___ Extracted material ___

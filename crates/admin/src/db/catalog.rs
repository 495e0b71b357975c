//! Catalog repository: categories and products.

use sqlx::PgPool;

use patra_core::{CategoryId, ProductId};

use super::{RepositoryError, conflict_on_reference, conflict_on_unique};
use crate::models::{Category, CategoryInput, Product, ProductInput, ProductListQuery};

/// Product columns joined with the category name. Expects aliases `p` and `c`.
const PRODUCT_SELECT: &str = r"
    SELECT p.id, p.name, p.description, p.price, p.compare_price, p.stock_quantity,
           p.category_id, c.name AS category_name, p.images, p.status, p.tags,
           p.material, p.sku, p.weight, p.is_featured, p.created_at, p.updated_at
    FROM shop.product p
    LEFT JOIN shop.category c ON c.id = p.category_id
";

const CATEGORY_SELECT: &str = r"
    SELECT c.id, c.name, c.description, c.image_url, c.is_active, c.sort_order,
           (SELECT COUNT(*) FROM shop.product p WHERE p.category_id = c.id) AS product_count,
           c.created_at
    FROM shop.category c
";

const SKU_TAKEN: &str = "A product with this SKU already exists";
const CATEGORY_TAKEN: &str = "A category with this name already exists";
const CATEGORY_IN_USE: &str = "Category still has products";
const CATEGORY_MISSING: &str = "Category does not exist";

/// Repository for catalog management.
pub struct CatalogRepository<'a> {
    pool: &'a PgPool,
}

impl<'a> CatalogRepository<'a> {
    #[must_use]
    pub const fn new(pool: &'a PgPool) -> Self {
        Self { pool }
    }

    // =========================================================================
    // Categories
    // =========================================================================

    /// Every category in display order.
    ///
    /// # Errors
    ///
    /// Returns `RepositoryError::Database` if the query fails.
    pub async fn list_categories(&self) -> Result<Vec<Category>, RepositoryError> {
        let categories = sqlx::query_as::<_, Category>(&format!(
            "{CATEGORY_SELECT} ORDER BY c.sort_order, c.name"
        ))
        .fetch_all(self.pool)
        .await?;
        Ok(categories)
    }

    /// Create a category.
    ///
    /// # Errors
    ///
    /// Returns `RepositoryError::Conflict` if the name is taken.
    pub async fn create_category(&self, input: &CategoryInput) -> Result<Category, RepositoryError> {
        let id: CategoryId = sqlx::query_scalar(
            r"
            INSERT INTO shop.category (name, description, image_url, is_active, sort_order)
            VALUES ($1, $2, $3, $4, $5)
            RETURNING id
            ",
        )
        .bind(&input.name)
        .bind(input.description.as_deref())
        .bind(input.image_url.as_deref())
        .bind(input.is_active)
        .bind(input.sort_order)
        .fetch_one(self.pool)
        .await
        .map_err(|e| conflict_on_unique(e, CATEGORY_TAKEN))?;

        self.get_category(id).await?.ok_or(RepositoryError::NotFound)
    }

    /// Get a category by ID.
    ///
    /// # Errors
    ///
    /// Returns `RepositoryError::Database` if the query fails.
    pub async fn get_category(&self, id: CategoryId) -> Result<Option<Category>, RepositoryError> {
        let category =
            sqlx::query_as::<_, Category>(&format!("{CATEGORY_SELECT} WHERE c.id = $1"))
                .bind(id)
                .fetch_optional(self.pool)
                .await?;
        Ok(category)
    }

    /// Replace a category's fields.
    ///
    /// # Errors
    ///
    /// Returns `RepositoryError::NotFound` if the category doesn't exist and
    /// `RepositoryError::Conflict` if the new name is taken.
    pub async fn update_category(
        &self,
        id: CategoryId,
        input: &CategoryInput,
    ) -> Result<Category, RepositoryError> {
        let updated = sqlx::query(
            r"
            UPDATE shop.category
            SET name = $2, description = $3, image_url = $4, is_active = $5,
                sort_order = $6, updated_at = now()
            WHERE id = $1
            ",
        )
        .bind(id)
        .bind(&input.name)
        .bind(input.description.as_deref())
        .bind(input.image_url.as_deref())
        .bind(input.is_active)
        .bind(input.sort_order)
        .execute(self.pool)
        .await
        .map_err(|e| conflict_on_unique(e, CATEGORY_TAKEN))?;

        if updated.rows_affected() == 0 {
            return Err(RepositoryError::NotFound);
        }
        self.get_category(id).await?.ok_or(RepositoryError::NotFound)
    }

    /// Delete a category that no product references.
    ///
    /// # Errors
    ///
    /// Returns `RepositoryError::Conflict` while products still use it and
    /// `RepositoryError::NotFound` if it doesn't exist.
    pub async fn delete_category(&self, id: CategoryId) -> Result<(), RepositoryError> {
        let in_use: bool = sqlx::query_scalar(
            "SELECT EXISTS (SELECT 1 FROM shop.product WHERE category_id = $1)",
        )
        .bind(id)
        .fetch_one(self.pool)
        .await?;
        if in_use {
            return Err(RepositoryError::Conflict(CATEGORY_IN_USE.to_owned()));
        }

        // The FK still guards a product inserted between the check and the delete.
        let deleted = sqlx::query("DELETE FROM shop.category WHERE id = $1")
            .bind(id)
            .execute(self.pool)
            .await
            .map_err(|e| conflict_on_reference(e, CATEGORY_IN_USE))?;

        if deleted.rows_affected() == 0 {
            return Err(RepositoryError::NotFound);
        }
        Ok(())
    }

    // =========================================================================
    // Products
    // =========================================================================

    /// Products matching the query, newest first.
    ///
    /// # Errors
    ///
    /// Returns `RepositoryError::Database` if the query fails.
    pub async fn list_products(
        &self,
        query: &ProductListQuery,
    ) -> Result<Vec<Product>, RepositoryError> {
        let products = sqlx::query_as::<_, Product>(&format!(
            r"{PRODUCT_SELECT}
            WHERE ($1::text IS NULL OR p.name ILIKE $1 OR p.sku ILIKE $1)
              AND ($2::shop.product_status IS NULL OR p.status = $2)
            ORDER BY p.created_at DESC, p.id"
        ))
        .bind(query.search_pattern())
        .bind(query.status)
        .fetch_all(self.pool)
        .await?;
        Ok(products)
    }

    /// Get a product by ID, whatever its status.
    ///
    /// # Errors
    ///
    /// Returns `RepositoryError::Database` if the query fails.
    pub async fn get_product(&self, id: ProductId) -> Result<Option<Product>, RepositoryError> {
        let product = sqlx::query_as::<_, Product>(&format!("{PRODUCT_SELECT} WHERE p.id = $1"))
            .bind(id)
            .fetch_optional(self.pool)
            .await?;
        Ok(product)
    }

    /// Create a product with no images.
    ///
    /// # Errors
    ///
    /// Returns `RepositoryError::Conflict` for a duplicate SKU or an unknown
    /// category.
    pub async fn create_product(
        &self,
        input: &ProductInput,
        category_id: CategoryId,
    ) -> Result<Product, RepositoryError> {
        let id: ProductId = sqlx::query_scalar(
            r"
            INSERT INTO shop.product
                (name, description, price, compare_price, stock_quantity, category_id,
                 status, tags, material, sku, weight, is_featured)
            VALUES ($1, $2, $3, $4, $5, $6, $7, $8, $9, $10, $11, $12)
            RETURNING id
            ",
        )
        .bind(&input.name)
        .bind(input.description.as_deref())
        .bind(input.price)
        .bind(input.compare_price)
        .bind(input.stock_quantity)
        .bind(category_id)
        .bind(input.status)
        .bind(&input.tags)
        .bind(input.material.as_deref())
        .bind(input.sku.as_deref())
        .bind(input.weight)
        .bind(input.is_featured)
        .fetch_one(self.pool)
        .await
        .map_err(product_write_error)?;

        self.get_product(id).await?.ok_or(RepositoryError::NotFound)
    }

    /// Replace a product's fields, keeping its images.
    ///
    /// # Errors
    ///
    /// Returns `RepositoryError::NotFound` if the product doesn't exist and
    /// `RepositoryError::Conflict` for a duplicate SKU or unknown category.
    pub async fn update_product(
        &self,
        id: ProductId,
        input: &ProductInput,
        category_id: CategoryId,
    ) -> Result<Product, RepositoryError> {
        let updated = sqlx::query(
            r"
            UPDATE shop.product
            SET name = $2, description = $3, price = $4, compare_price = $5,
                stock_quantity = $6, category_id = $7, status = $8, tags = $9,
                material = $10, sku = $11, weight = $12, is_featured = $13,
                updated_at = now()
            WHERE id = $1
            ",
        )
        .bind(id)
        .bind(&input.name)
        .bind(input.description.as_deref())
        .bind(input.price)
        .bind(input.compare_price)
        .bind(input.stock_quantity)
        .bind(category_id)
        .bind(input.status)
        .bind(&input.tags)
        .bind(input.material.as_deref())
        .bind(input.sku.as_deref())
        .bind(input.weight)
        .bind(input.is_featured)
        .execute(self.pool)
        .await
        .map_err(product_write_error)?;

        if updated.rows_affected() == 0 {
            return Err(RepositoryError::NotFound);
        }
        self.get_product(id).await?.ok_or(RepositoryError::NotFound)
    }

    /// Delete a product. Cart and wishlist rows go with it; order lines keep
    /// their snapshot.
    ///
    /// # Errors
    ///
    /// Returns `RepositoryError::NotFound` if the product doesn't exist.
    pub async fn delete_product(&self, id: ProductId) -> Result<Product, RepositoryError> {
        let product = self.get_product(id).await?.ok_or(RepositoryError::NotFound)?;

        let deleted = sqlx::query("DELETE FROM shop.product WHERE id = $1")
            .bind(id)
            .execute(self.pool)
            .await?;
        if deleted.rows_affected() == 0 {
            return Err(RepositoryError::NotFound);
        }
        Ok(product)
    }

    /// Append image URLs in order.
    ///
    /// # Errors
    ///
    /// Returns `RepositoryError::NotFound` if the product doesn't exist.
    pub async fn append_images(
        &self,
        id: ProductId,
        urls: &[String],
    ) -> Result<Product, RepositoryError> {
        let updated = sqlx::query(
            "UPDATE shop.product SET images = images || $2, updated_at = now() WHERE id = $1",
        )
        .bind(id)
        .bind(urls)
        .execute(self.pool)
        .await?;

        if updated.rows_affected() == 0 {
            return Err(RepositoryError::NotFound);
        }
        self.get_product(id).await?.ok_or(RepositoryError::NotFound)
    }

    /// Remove one image URL (every occurrence).
    ///
    /// Returns the product and whether the URL was present.
    ///
    /// # Errors
    ///
    /// Returns `RepositoryError::NotFound` if the product doesn't exist.
    pub async fn remove_image(
        &self,
        id: ProductId,
        url: &str,
    ) -> Result<(Product, bool), RepositoryError> {
        let had_image: Option<bool> = sqlx::query_scalar(
            r"
            UPDATE shop.product p
            SET images = array_remove(p.images, $2), updated_at = now()
            FROM (SELECT id, $2 = ANY(images) AS had FROM shop.product WHERE id = $1) old
            WHERE p.id = old.id
            RETURNING old.had
            ",
        )
        .bind(id)
        .bind(url)
        .fetch_optional(self.pool)
        .await?;

        let had_image = had_image.ok_or(RepositoryError::NotFound)?;
        let product = self.get_product(id).await?.ok_or(RepositoryError::NotFound)?;
        Ok((product, had_image))
    }
}

fn product_write_error(e: sqlx::Error) -> RepositoryError {
    match conflict_on_unique(e, SKU_TAKEN) {
        RepositoryError::Database(e) => conflict_on_reference(e, CATEGORY_MISSING),
        other => other,
    }
}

___

* What is expected
Some lines of the data may hold the word "NULL". Say how many do, with nothing else.

* Answer for the task
2